Stochastic Models for Nematode Infection in Ruminants
Eric Renshaw
Dept. of Statistics and Modelling Science, Univ. of Strathclyde,
Glasgow, UK
Abstract
We examine the importance of stochastic effects in a model for
the gastro-intestinal infection of ruminants by nematodes where hosts
maintain a fixed density and exhibit acquired immunity. Such a
situation might arise in a commercial agricultural setting where
fluctuations in the host density are negligible. The infection is
directly transmitted to the hosts in grazing, and acquired immunity
impedes the processes of parasite establishment, development and
reproduction. The incorporation of this feed-back mechanism results
in a highly non-linear model, and renders the full stochastic model
intractable to theoretical solution, a feature that is characteristic
of many plausible models in population biology.
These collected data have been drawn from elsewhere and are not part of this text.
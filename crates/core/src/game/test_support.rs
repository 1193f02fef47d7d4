//! Shared test fixtures for the `game` submodule test suites.
//! This module exists to avoid repeating map and seat setup across many tests.
//! It does not own production gameplay logic.

use super::*;

pub(super) fn single_human_config() -> GameConfig {
    GameConfig { player_count: 1, human_seat: Some(0), ..GameConfig::default() }
}

pub(super) fn single_bot_config() -> GameConfig {
    GameConfig {
        player_count: 1,
        human_seat: None,
        bot_strategies: vec![Strategy::Balanced.label().to_string()],
        ..GameConfig::default()
    }
}

pub(super) fn all_bots_config() -> GameConfig {
    GameConfig { human_seat: None, ..GameConfig::default() }
}

/// A 4x1 corridor: spawn at (0, 0), `middle` at (1, 0), the Secret Chamber at (3, 0).
pub(super) fn corridor_map(middle: ChamberKind) -> Map {
    let mut map = Map::new(4, 1);
    map.set_kind(Pos::new(0, 0), ChamberKind::Spawn);
    map.set_kind(Pos::new(1, 0), middle);
    map.goal = Pos::new(3, 0);
    map.set_kind(map.goal, ChamberKind::Secret);
    map.spawns = vec![Pos::new(0, 0)];
    map
}

pub(super) fn corridor_game(middle: ChamberKind) -> Game {
    Game::with_map(single_human_config(), 1, corridor_map(middle)).unwrap()
}

pub(super) fn bot_corridor_game(middle: ChamberKind) -> Game {
    Game::with_map(single_bot_config(), 1, corridor_map(middle)).unwrap()
}

/// One balanced bot at (1, 1) of an empty 5x5 room.
pub(super) fn bot_open_room_game() -> Game {
    let mut map = Map::new(5, 5);
    map.set_kind(map.goal, ChamberKind::Secret);
    map.spawns = vec![Pos::new(1, 1)];
    Game::with_map(single_bot_config(), 1, map).unwrap()
}

/// Turns `pos` into a locked door whose key is named after it.
pub(super) fn lock(game: &mut Game, pos: Pos) {
    let chamber = game.map.chamber_mut(pos).unwrap();
    chamber.kind = ChamberKind::Locked;
    chamber.required_key = Some(KeyId(pos));
}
We therefore explore
a variety of analytic approximations, and compare them to simulations
of the full process. This system is of sufficient complexity to
demonstrate the general applicability and practical utility of these
procedures.
The model is a natural stochastic formulation of a deterministic system proposed by Roberts and Grenfell (1991), and is particularly suitable for our purposes since it captures the essence of more complicated formulations of the processes of parasite demography and herd immunity found in the literature. Here we consider two specific host-replacement regimes, namely the endemic and the managed. In practice birth and death rates are unlikely to remain constant, and so we explore the effect of allowing the model parameters to vary: sinusoidally; through additive white and pink noise; and, as stochastic processes in their own right. Further realism is incorporated by considering the effects of micro-climatic fluctuations on the contact rate. The resultant weather-driven model of Helminth infection in ewes and lambs shows increased variances of population fluctuations in the endemic regime whilst marked stochasticity is introduced into the managed regime.